The Queen of Spades is filled with members of St Petersburg high society with not enough to do. The various “officers” have little obvious connection to soldiering, so drink and gamble their time away, the “superfluous men” of 19th-century Russian social critique. Lovely young Liza and her women friends fill their days with folk songs and dances, and are admonished for performing à la russe (like Russian peasants). A strange old Countess with the secret to a lucrative three-card trick recalls her young days in Versailles, singing for Madame Pompadour. And Hermann, our officer hero, loves Liza but worries his officer buddies with his moody distraction. Oh, but if he can just learn that three-card sequence, he can get rich and get the girl. Yoked together in this common fate, the Countess, Liza and Hermann will die. A silent mysterious figure, Death himself, stalks this staging in the second half, gently helping them find their destined end. In Pushkin’s story, Tchaikovsky’s opera, and this new production by Jere Erkillä at Savonlinna, this is a death-haunted piece.
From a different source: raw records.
use crate::core_error::{FtpError, Result};
use crate::core_reply::{Reply, ReplyParser};
use crate::helpers::{loggable_command, with_timeout};
use log::trace;
use std::net::IpAddr;
use std::time::Duration;
use tokio::io::{AsyncBufReadExt, AsyncRead, AsyncWrite, AsyncWriteExt, BufReader};
use tokio::net::TcpStream;

/// Any byte stream a control connection can run on: plain TCP, or a stream
/// already secured by the caller.
pub trait ControlStream: AsyncRead + AsyncWrite + Unpin + Send {}

impl<T: AsyncRead + AsyncWrite + Unpin + Send> ControlStream for T {}

/// The command connection: writes command lines, reads aggregated replies.
pub struct ControlChannel {
    reader: BufReader<Box<dyn ControlStream>>,
    timeout: Option<Duration>,
    local_ip: Option<IpAddr>,
    peer_ip: Option<IpAddr>,
}

impl ControlChannel {
    pub fn new(stream: Box<dyn ControlStream>, timeout: Option<Duration>) -> Self {
        Self {
            reader: BufReader::new(stream),
            timeout,
            local_ip: None,
            peer_ip: None,
        }
    }

    /// Opens a TCP control connection to `address` (`host:port`).
    pub async fn connect(address: &str, timeout: Option<Duration>) -> Result<Self> {
        let stream = with_timeout(timeout, "connect", TcpStream::connect(address)).await?;
        let local_ip = stream.local_addr().ok().map(|a| a.ip());
        let peer_ip = stream.peer_addr().ok().map(|a| a.ip());
        let mut channel = Self::new(Box::new(stream), timeout);
        channel.local_ip = local_ip;
        channel.peer_ip = peer_ip;
        Ok(channel)
    }

    pub fn timeout(&self) -> Option<Duration> {
        self.timeout
    }

    /// Address of our end of the connection, advertised in active mode.
    pub fn local_ip(&self) -> Option<IpAddr> {
        self.local_ip
    }

    /// Address of the server, used when PASV advertises an unroutable one.
    pub fn peer_ip(&self) -> Option<IpAddr> {
        self.peer_ip
    }

    /// Writes `VERB argument\r\n`, leaving out the argument when empty.
    pub async fn send_line(&mut self, verb: &str, arg: &str) -> Result<()> {
        let line = if arg.is_empty() {
            format!("{}\r\n", verb)
        } else {
            format!("{} {}\r\n", verb, arg)
        };
        trace!(">>> {}", loggable_command(verb, arg));
        let timeout = self.timeout;
        let writer = self.reader.get_mut();
        with_timeout(timeout, "command write", async {
            writer.write_all(line.as_bytes()).await?;
            writer.flush().await
        })
        .await
    }

    /// Reads one complete, possibly multi-line, reply.
    pub async fn read_reply(&mut self) -> Result<Reply> {
        let mut parser = ReplyParser::new();
        loop {
            let line = self.read_line().await?;
            if let Some(reply) = parser.feed(&line)? {
                trace!("<<< {} {}", reply.code, reply.message());
                return Ok(reply);
            }
        }
    }

    pub async fn send_command(&mut self, verb: &str, arg: &str) -> Result<Reply> {
        self.send_line(verb, arg).await?;
        self.read_reply().await
    }

    async fn read_line(&mut self) -> Result<String> {
        let mut buffer = Vec::new();
        let timeout = self.timeout;
        let reader = &mut self.reader;
        let read = with_timeout(timeout, "reply read", reader.read_until(b'\n', &mut buffer)).await?;
        if read == 0 {
            return Err(FtpError::Transport(std::io::Error::new(
                std::io::ErrorKind::UnexpectedEof,
                "server closed the control connection",
            )));
        }
        while matches!(buffer.last(), Some(b'\n') | Some(b'\r')) {
            buffer.pop();
        }
        Ok(String::from_utf8_lossy(&buffer).into_owned())
    }
}
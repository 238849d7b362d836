use crate::config::TransferMode;
use crate::core_error::{FtpError, Result};
use crate::core_listing::ServerType;
use crate::core_network::data::{self, DataStream, Direction};
use crate::core_network::ControlChannel;
use crate::core_reply::{Reply, ReplyClass};
use log::{debug, error, warn};
use std::net::Ipv4Addr;
use std::time::Duration;

#[derive(Debug, Clone, Copy, PartialEq, Eq)]
pub enum SessionPhase {
    Disconnected,
    Connected,
    Authenticated,
    Idle,
    Transferring,
}

/// Representation type set with `TYPE`.
#[derive(Debug, Clone, Copy, PartialEq, Eq)]
pub enum TransferType {
    Ascii,
    Binary,
}

impl TransferType {
    pub fn code(&self) -> &'static str {
        match self {
            TransferType::Ascii => "A",
            TransferType::Binary => "I",
        }
    }
}

/// State of one control connection.
///
/// Every control-channel failure that leaves the reply stream in an unknown
/// state moves the session to `Disconnected` for good.
pub struct Session {
    control: ControlChannel,
    phase: SessionPhase,
    server_type: ServerType,
    transfer_type: Option<TransferType>, // Last type the server accepted
    pending_completion: bool,            // A released transfer still owes its final reply
    mode: TransferMode,
    active_address: Option<Ipv4Addr>,
}

impl Session {
    pub fn new(
        control: ControlChannel,
        mode: TransferMode,
        active_address: Option<Ipv4Addr>,
    ) -> Self {
        Self {
            control,
            phase: SessionPhase::Connected,
            server_type: ServerType::Unknown,
            transfer_type: None,
            pending_completion: false,
            mode,
            active_address,
        }
    }

    pub fn phase(&self) -> SessionPhase {
        self.phase
    }

    pub(crate) fn set_phase(&mut self, phase: SessionPhase) {
        debug!("Session phase {:?} -> {:?}", self.phase, phase);
        self.phase = phase;
    }

    pub fn server_type(&self) -> ServerType {
        self.server_type
    }

    pub(crate) fn set_server_type(&mut self, server_type: ServerType) {
        self.server_type = server_type;
    }

    pub fn mode(&self) -> TransferMode {
        self.mode
    }

    pub fn timeout(&self) -> Option<Duration> {
        self.control.timeout()
    }

    /// Reads a reply without sending anything, e.g. the welcome banner.
    pub async fn read_reply(&mut self) -> Result<Reply> {
        self.ensure_ready().await?;
        let result = self.control.read_reply().await;
        self.guard(result)
    }

    /// Sends one command and returns its reply, whatever the code.
    pub async fn execute(&mut self, verb: &str, arg: &str) -> Result<Reply> {
        self.ensure_ready().await?;
        self.round_trip(verb, arg).await
    }

    /// Sends `TYPE` unless the server already uses `transfer_type`.
    pub async fn set_transfer_type(&mut self, transfer_type: TransferType) -> Result<()> {
        if self.transfer_type == Some(transfer_type) {
            return Ok(());
        }
        let reply = self.execute("TYPE", transfer_type.code()).await?;
        if !reply.is_success() {
            return Err(FtpError::from_reply("TYPE", transfer_type.code(), &reply));
        }
        self.transfer_type = Some(transfer_type);
        Ok(())
    }

    /// Negotiates a data connection, sends `verb path` and returns the open stream.
    ///
    /// A failure reply to the transfer command is returned as an error and
    /// leaves the session idle.
    pub async fn open_transfer(
        &mut self,
        direction: Direction,
        verb: &str,
        path: &str,
    ) -> Result<DataStream<'_>> {
        self.ensure_ready().await?;

        let negotiated =
            data::open_data_channel(&mut self.control, self.mode, self.active_address).await;
        let pending = self.guard(negotiated)?;

        let reply = self.round_trip(verb, path).await?;
        let completed = match reply.class() {
            ReplyClass::Preliminary => None,
            ReplyClass::Success => Some(reply),
            _ => return Err(FtpError::from_reply(verb, path, &reply)),
        };

        let established = pending.establish(self.timeout()).await;
        let stream = self.guard(established)?;
        self.set_phase(SessionPhase::Transferring);
        Ok(DataStream::new(self, stream, direction, verb, path, completed))
    }

    /// Reads the final reply of the transfer in progress and returns to idle.
    pub(crate) async fn complete_transfer(&mut self, completed: Option<Reply>) -> Result<Reply> {
        if self.phase == SessionPhase::Disconnected {
            return Err(FtpError::Disconnected);
        }
        let reply = match completed {
            Some(reply) => reply,
            None => {
                let result = self.read_final_reply().await;
                self.guard(result)?
            }
        };
        self.set_phase(SessionPhase::Idle);
        Ok(reply)
    }

    /// Called when a data stream is dropped without `finish`.
    pub(crate) fn release_unfinished(&mut self, reply_received: bool) {
        if self.phase == SessionPhase::Disconnected {
            return;
        }
        if reply_received {
            self.set_phase(SessionPhase::Idle);
        } else {
            self.pending_completion = true;
        }
    }

    async fn round_trip(&mut self, verb: &str, arg: &str) -> Result<Reply> {
        let result = self.control.send_command(verb, arg).await;
        self.guard(result)
    }

    async fn read_final_reply(&mut self) -> Result<Reply> {
        loop {
            let reply = self.control.read_reply().await?;
            if !reply.is_preliminary() {
                return Ok(reply);
            }
        }
    }

    async fn ensure_ready(&mut self) -> Result<()> {
        match self.phase {
            SessionPhase::Disconnected => Err(FtpError::Disconnected),
            SessionPhase::Transferring if self.pending_completion => self.drain_pending().await,
            SessionPhase::Transferring => {
                let err = FtpError::Protocol("a data transfer is still in progress".to_string());
                self.guard(Err(err))
            }
            _ => Ok(()),
        }
    }

    /// Reads the reply owed by a data stream released without `finish`.
    async fn drain_pending(&mut self) -> Result<()> {
        self.pending_completion = false;
        warn!("Data stream released without finish, reading its final reply");
        match self.read_final_reply().await {
            Ok(reply) => {
                if !reply.is_success() {
                    warn!("Released transfer ended with {}", reply);
                }
                self.set_phase(SessionPhase::Idle);
                Ok(())
            }
            Err(e) => {
                let err = FtpError::Protocol(format!(
                    "final reply of a released transfer could not be read: {}",
                    e
                ));
                self.guard(Err(err))
            }
        }
    }

    /// Tears the session down when `result` carries a fatal error.
    pub(crate) fn guard<T>(&mut self, result: Result<T>) -> Result<T> {
        if let Err(e) = &result {
            if e.is_fatal() && self.phase != SessionPhase::Disconnected {
                error!("Closing session after error: {}", e);
                self.phase = SessionPhase::Disconnected;
            }
        }
        result
    }
}
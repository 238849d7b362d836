use crate::core_error::{FtpError, Result};
use crate::core_network::control::ControlChannel;
use crate::core_network::data::PendingData;
use log::debug;
use std::net::{IpAddr, Ipv4Addr, SocketAddrV4};
use tokio::net::TcpListener;

/// Formats `h1,h2,h3,h4,p1,p2` for a `PORT` command.
pub fn format_port_argument(address: SocketAddrV4) -> String {
    let [h1, h2, h3, h4] = address.ip().octets();
    let port = address.port();
    format!("{},{},{},{},{},{}", h1, h2, h3, h4, port >> 8, port & 0xff)
}

/// Listens on an ephemeral port and announces it with `PORT`.
///
/// `advertised` overrides the address sent to the server; the listener then
/// binds every interface. Without it, the local address of the control
/// connection is used for both.
pub async fn open_active(
    control: &mut ControlChannel,
    advertised: Option<Ipv4Addr>,
) -> Result<PendingData> {
    let (bind_ip, announce_ip) = match advertised {
        Some(ip) => (Ipv4Addr::UNSPECIFIED, ip),
        None => {
            let local = local_ipv4(control.local_ip()).ok_or_else(|| {
                FtpError::Config(
                    "active mode needs an IPv4 control connection or an active_address".to_string(),
                )
            })?;
            (local, local)
        }
    };

    let listener = TcpListener::bind(SocketAddrV4::new(bind_ip, 0)).await?;
    let port = listener.local_addr()?.port();
    let argument = format_port_argument(SocketAddrV4::new(announce_ip, port));

    let reply = control.send_command("PORT", &argument).await?;
    if !reply.is_success() {
        return Err(FtpError::from_reply("PORT", &argument, &reply));
    }

    debug!("Listening for active data connection on {}:{}", bind_ip, port);
    Ok(PendingData::Listening(listener))
}

fn local_ipv4(ip: Option<IpAddr>) -> Option<Ipv4Addr> {
    match ip? {
        IpAddr::V4(v4) => Some(v4),
        IpAddr::V6(v6) => v6.to_ipv4_mapped(),
    }
}
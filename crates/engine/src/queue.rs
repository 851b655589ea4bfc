// SPDX-FileCopyrightText: © 2025 WebMCast Contributors
//
// SPDX-License-Identifier: MPL-2.0

//! Bounded per-subscriber output queue with asymmetric drop semantics.
//!
//! Every Cluster is pushed with a `force` flag. Non-force pushes (mid-GOP
//! Clusters) are dropped outright once the queue is full, so a slow reader
//! never makes the publisher-facing path block or grow without bound.
//! Force pushes (the header blob, keyframe Clusters) instead evict the
//! oldest pending chunk, since a subscriber that never receives a keyframe
//! can never start decoding at all.

use std::collections::VecDeque;
use std::sync::Mutex;

use bytes::Bytes;
use tokio::sync::Notify;

/// Matches the original retransmitter's default backlog before a non-force
/// chunk is dropped rather than enqueued.
pub const DEFAULT_MAX_ENQUEUED_FRAMES: usize = 20;

#[derive(Debug, Clone, Copy, PartialEq, Eq)]
pub enum PushOutcome {
    Accepted,
    Dropped,
    Closed,
}

struct Inner {
    queue: VecDeque<Bytes>,
    closed: bool,
}

/// A single subscriber's outbound byte queue. Shared between the channel
/// actor (producer) and the HTTP response body (consumer) via `Arc`.
pub struct SubscriberQueue {
    inner: Mutex<Inner>,
    notify: Notify,
    capacity: usize,
}

impl SubscriberQueue {
    pub fn new(capacity: usize) -> Self {
        Self {
            inner: Mutex::new(Inner {
                queue: VecDeque::new(),
                closed: false,
            }),
            notify: Notify::new(),
            capacity,
        }
    }

    /// Non-suspending. `force` pushes always succeed, dropping the oldest
    /// queued chunk if necessary; non-force pushes fail once the queue is
    /// at capacity rather than growing it or blocking the caller.
    pub fn push(&self, chunk: Bytes, force: bool) -> PushOutcome {
        let mut inner = self.inner.lock().expect("subscriber queue mutex poisoned");
        if inner.closed {
            return PushOutcome::Closed;
        }
        if inner.queue.len() >= self.capacity {
            if force {
                inner.queue.pop_front();
            } else {
                return PushOutcome::Dropped;
            }
        }
        inner.queue.push_back(chunk);
        drop(inner);
        self.notify.notify_one();
        PushOutcome::Accepted
    }

    /// Marks the queue closed; any chunks already queued are still
    /// drained by [`Self::recv`], but no more will ever be accepted.
    pub fn close(&self) {
        let mut inner = self.inner.lock().expect("subscriber queue mutex poisoned");
        inner.closed = true;
        drop(inner);
        self.notify.notify_waiters();
    }

    /// Awaits and pops the next chunk. Returns `None` once closed and
    /// fully drained.
    pub async fn recv(&self) -> Option<Bytes> {
        loop {
            {
                let mut inner = self.inner.lock().expect("subscriber queue mutex poisoned");
                if let Some(chunk) = inner.queue.pop_front() {
                    return Some(chunk);
                }
                if inner.closed {
                    return None;
                }
            }
            self.notify.notified().await;
        }
    }
}

#[cfg(test)]
mod tests {
    use super::*;

    #[test]
    fn non_force_push_drops_once_full() {
        let q = SubscriberQueue::new(2);
        assert_eq!(q.push(Bytes::from_static(b"a"), false), PushOutcome::Accepted);
        assert_eq!(q.push(Bytes::from_static(b"b"), false), PushOutcome::Accepted);
        assert_eq!(q.push(Bytes::from_static(b"c"), false), PushOutcome::Dropped);
    }

    #[test]
    fn force_push_evicts_the_oldest_entry() {
        let q = SubscriberQueue::new(2);
        q.push(Bytes::from_static(b"a"), false);
        q.push(Bytes::from_static(b"b"), false);
        assert_eq!(q.push(Bytes::from_static(b"c"), true), PushOutcome::Accepted);
    }

    #[tokio::test]
    async fn recv_drains_in_fifo_order_then_returns_none_after_close() {
        let q = SubscriberQueue::new(4);
        q.push(Bytes::from_static(b"a"), false);
        q.push(Bytes::from_static(b"b"), false);
        assert_eq!(q.recv().await, Some(Bytes::from_static(b"a")));
        q.close();
        assert_eq!(q.recv().await, Some(Bytes::from_static(b"b")));
        assert_eq!(q.recv().await, None);
    }

    #[test]
    fn push_after_close_is_rejected() {
        let q = SubscriberQueue::new(2);
        q.close();
        assert_eq!(q.push(Bytes::from_static(b"a"), true), PushOutcome::Closed);
    }
}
But there is plenty of pageantry to enjoy along the way in this lavish staging. In the opening outdoor scene, in the court masked ball, and in the gambling den at the end, the wide Olavinlinna castle stage swirls with characters, colours and more detail than the eye can take in at first. The movement of all these crowds in an awkward space was very natural and, therefore, skilfully prepared. The costumes are lavish too, mostly of the composer’s era rather than that of Catherine the Great. (This means the “masked ball” of the libretto has no masks – not an idea to be repeated in Don Giovanni or Verdi’s Ballo).
The full ballet is included, a slightly overextended tableau of shepherds and shepherdesses, a rococo pastorale with some of the composer’s feebler sub-Mozart musical ideas. (Did this same composer really write three best-loved ballet scores?) The idea of having po-faced court flunkies solemnly holding up the cardboard clouds was a droll touch however. At the ball the courtiers are also offered fireworks, a chance to project some bursts of colour onto the huge back walls of the castle. William Iles' lighting effects are often pretty special, as when the bursting forth of the love of Hermann and Liza is celebrated with a panorama of stars and swirling beams of light filling the whole space of stage, back wall and side walls. This was more stadium rock than stuffy opera house, lighting as ‘metaphor made real’ as the lovers were – literally – star-struck, blinded by love.